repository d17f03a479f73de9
use std::time::Duration;

mod errors;
mod files;
mod guard;
pub(crate) mod launch;
pub(crate) mod shutdown;

pub use errors::LaunchError;
pub use launch::run_service;
pub use shutdown::{ShutdownError, ShutdownSignal, StopReason, StopToken};

pub(crate) const PROCESS_TARGET: &str = concat!(env!("CARGO_PKG_NAME"), "::process");
/// Time the consumer gets to finish accepted requests once stopping starts.
pub(crate) const SHUTDOWN_TIMEOUT: Duration = Duration::from_secs(10);
//! Bounded request queue and caller-side completion handles.

use std::sync::Arc;
use std::sync::atomic::{AtomicUsize, Ordering};
use std::sync::mpsc::{self, Receiver, RecvTimeoutError, SyncSender};
use std::thread::{self, JoinHandle};
use std::time::{Duration, Instant};

use arbor_config::Config;
use arbor_config::defaults::{DEFAULT_QUEUE_CAPACITY, DEFAULT_REQUEST_DEADLINE};
use tracing::debug;

use crate::context::ServiceContext;
use crate::process::StopToken;
use crate::registry::{HandlerRegistry, Reply};

use super::consumer;
use super::{DISPATCH_TARGET, DispatchError, InboundRequest};

const DRAIN_POLL: Duration = Duration::from_millis(10);

/// Outcome delivered to a waiting caller.
pub(super) type DispatchResult = Result<Reply, DispatchError>;

/// Entry travelling through the queue.
pub(super) enum Envelope {
    Request(PendingRequest),
    Close,
}

/// A queued request and the channel its result goes back on.
pub(super) struct PendingRequest {
    pub(super) request: InboundRequest,
    pub(super) completion: SyncSender<DispatchResult>,
    pub(super) ticket: Ticket,
}

/// Counts a request as outstanding until it is dropped.
///
/// Requests discarded with the queue are released along with it.
pub(super) struct Ticket(Arc<AtomicUsize>);

impl Ticket {
    fn issue(outstanding: &Arc<AtomicUsize>) -> Self {
        outstanding.fetch_add(1, Ordering::SeqCst);
        Self(Arc::clone(outstanding))
    }
}

impl Drop for Ticket {
    fn drop(&mut self) {
        self.0.fetch_sub(1, Ordering::SeqCst);
    }
}

/// Queue sizing and caller deadline.
#[derive(Debug, Clone, Copy, PartialEq, Eq)]
pub struct DispatcherSettings {
    /// Entries admitted before producers block.
    pub capacity: usize,
    /// How long [`Dispatcher::call`] waits for a result.
    pub deadline: Duration,
}

impl Default for DispatcherSettings {
    fn default() -> Self {
        Self {
            capacity: DEFAULT_QUEUE_CAPACITY,
            deadline: DEFAULT_REQUEST_DEADLINE,
        }
    }
}

impl From<&Config> for DispatcherSettings {
    fn from(config: &Config) -> Self {
        Self {
            capacity: config.queue_capacity.max(1),
            deadline: config.request_deadline,
        }
    }
}

/// Cloneable producer side of the request queue.
#[derive(Debug, Clone)]
pub struct Dispatcher {
    sender: SyncSender<Envelope>,
    deadline: Duration,
    outstanding: Arc<AtomicUsize>,
}

impl Dispatcher {
    /// Starts the consumer thread, moving the registry and context into it.
    ///
    /// # Errors
    ///
    /// Returns [`DispatchError::Spawn`] when the thread cannot be created.
    pub fn start(
        registry: HandlerRegistry,
        context: ServiceContext,
        settings: DispatcherSettings,
        stop: StopToken,
    ) -> Result<(Self, ConsumerHandle), DispatchError> {
        let (sender, receiver): (SyncSender<Envelope>, Receiver<Envelope>) =
            mpsc::sync_channel(settings.capacity.max(1));
        let handle = thread::Builder::new()
            .name(String::from("arbord-dispatch"))
            .spawn(move || consumer::run(&receiver, &registry, context, &stop))
            .map_err(DispatchError::Spawn)?;
        let dispatcher = Self {
            sender,
            deadline: settings.deadline,
            outstanding: Arc::new(AtomicUsize::new(0)),
        };
        Ok((
            dispatcher,
            ConsumerHandle {
                handle: Some(handle),
            },
        ))
    }

    /// Queues `request`, blocking while the queue is full.
    ///
    /// # Errors
    ///
    /// Returns [`DispatchError::QueueClosed`] once the consumer has stopped.
    pub fn submit(&self, request: InboundRequest) -> Result<Completion, DispatchError> {
        let (completion, receiver) = mpsc::sync_channel(1);
        let path = request.path.clone();
        let pending = PendingRequest {
            request,
            completion,
            ticket: Ticket::issue(&self.outstanding),
        };
        if self.sender.send(Envelope::Request(pending)).is_err() {
            return Err(DispatchError::QueueClosed);
        }
        debug!(target: DISPATCH_TARGET, path = %path, "request queued");
        Ok(Completion { receiver })
    }

    /// Queues `request` and waits up to the configured deadline.
    ///
    /// # Errors
    ///
    /// Returns the handler's failure, [`DispatchError::Timeout`] when the
    /// deadline passes first, or [`DispatchError::QueueClosed`].
    pub fn call(&self, request: InboundRequest) -> Result<Reply, DispatchError> {
        self.submit(request)?.wait(self.deadline)
    }

    /// Deadline applied by [`Dispatcher::call`].
    #[must_use]
    pub const fn deadline(&self) -> Duration {
        self.deadline
    }

    /// Requests accepted but neither finished nor discarded.
    #[must_use]
    pub fn outstanding(&self) -> usize {
        self.outstanding.load(Ordering::SeqCst)
    }

    /// Asks the consumer to stop once every earlier request has run.
    pub fn close(&self) {
        if self.sender.send(Envelope::Close).is_err() {
            debug!(target: DISPATCH_TARGET, "dispatch consumer already stopped");
        }
    }
}

/// Caller side of one queued request.
#[derive(Debug)]
pub struct Completion {
    receiver: Receiver<DispatchResult>,
}

impl Completion {
    /// Waits up to `deadline` for the handler result.
    ///
    /// The handler keeps running after a timeout.
    ///
    /// # Errors
    ///
    /// Returns the handler's failure, [`DispatchError::Timeout`], or
    /// [`DispatchError::QueueClosed`] when the request was discarded.
    pub fn wait(self, deadline: Duration) -> Result<Reply, DispatchError> {
        match self.receiver.recv_timeout(deadline) {
            Ok(result) => result,
            Err(RecvTimeoutError::Timeout) => Err(DispatchError::Timeout { deadline }),
            Err(RecvTimeoutError::Disconnected) => Err(DispatchError::QueueClosed),
        }
    }
}

/// Handle to the consumer thread.
#[derive(Debug)]
pub struct ConsumerHandle {
    handle: Option<JoinHandle<ServiceContext>>,
}

impl ConsumerHandle {
    /// Waits for the consumer to finish and returns the context it owned.
    ///
    /// # Errors
    ///
    /// Returns [`DispatchError::ConsumerPanic`] when the thread panicked.
    pub fn join(mut self) -> Result<ServiceContext, DispatchError> {
        match self.handle.take() {
            Some(handle) => handle.join().map_err(|_| DispatchError::ConsumerPanic),
            None => Err(DispatchError::ConsumerPanic),
        }
    }

    /// Like [`ConsumerHandle::join`], but gives up after `timeout`.
    ///
    /// A consumer still running when the budget expires is left detached.
    ///
    /// # Errors
    ///
    /// Returns [`DispatchError::DrainTimeout`] when the consumer is still
    /// busy, or [`DispatchError::ConsumerPanic`].
    pub fn join_within(self, timeout: Duration) -> Result<ServiceContext, DispatchError> {
        let deadline = Instant::now() + timeout;
        while !self.is_finished() {
            if Instant::now() >= deadline {
                return Err(DispatchError::DrainTimeout { timeout });
            }
            thread::sleep(DRAIN_POLL);
        }
        self.join()
    }

    /// True once the consumer thread has exited.
    #[must_use]
    pub fn is_finished(&self) -> bool {
        self.handle.as_ref().is_none_or(JoinHandle::is_finished)
    }
}
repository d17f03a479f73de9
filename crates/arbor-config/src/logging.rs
use serde::{Deserialize, Serialize};
use strum::{Display, EnumString};

/// Supported logging output formats.
#[derive(
    Debug, Clone, Copy, Default, Deserialize, Serialize, PartialEq, Eq, EnumString, Display,
)]
#[serde(rename_all = "snake_case")]
#[strum(serialize_all = "snake_case", ascii_case_insensitive)]
pub enum LogFormat {
    /// Human-readable single line output.
    #[default]
    Compact,
    /// Structured JSON suitable for ingestion by logging stacks.
    Json,
}

/// Errors encountered while parsing a [`LogFormat`] from text.
pub type LogFormatParseError = strum::ParseError;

» **EXERCISE BRIEF**
Would you please transcribe the lines above exactly, starting with the first line of the material and ending with the line that has "pub(super) type DispatchResult"?

» **TASK RESPONSE**
repository d17f03a479f73de9
use std::time::Duration;

mod errors;
mod files;
mod guard;
pub(crate) mod launch;
pub(crate) mod shutdown;

pub use errors::LaunchError;
pub use launch::run_service;
pub use shutdown::{ShutdownError, ShutdownSignal, StopReason, StopToken};

pub(crate) const PROCESS_TARGET: &str = concat!(env!("CARGO_PKG_NAME"), "::process");
/// Time the consumer gets to finish accepted requests once stopping starts.
pub(crate) const SHUTDOWN_TIMEOUT: Duration = Duration::from_secs(10);
//! Bounded request queue and caller-side completion handles.

use std::sync::Arc;
use std::sync::atomic::{AtomicUsize, Ordering};
use std::sync::mpsc::{self, Receiver, RecvTimeoutError, SyncSender};
use std::thread::{self, JoinHandle};
use std::time::{Duration, Instant};

use arbor_config::Config;
use arbor_config::defaults::{DEFAULT_QUEUE_CAPACITY, DEFAULT_REQUEST_DEADLINE};
use tracing::debug;

use crate::context::ServiceContext;
use crate::process::StopToken;
use crate::registry::{HandlerRegistry, Reply};

use super::consumer;
use super::{DISPATCH_TARGET, DispatchError, InboundRequest};

const DRAIN_POLL: Duration = Duration::from_millis(10);

/// Outcome delivered to a waiting caller.
pub(super) type DispatchResult = Result<Reply, DispatchError>;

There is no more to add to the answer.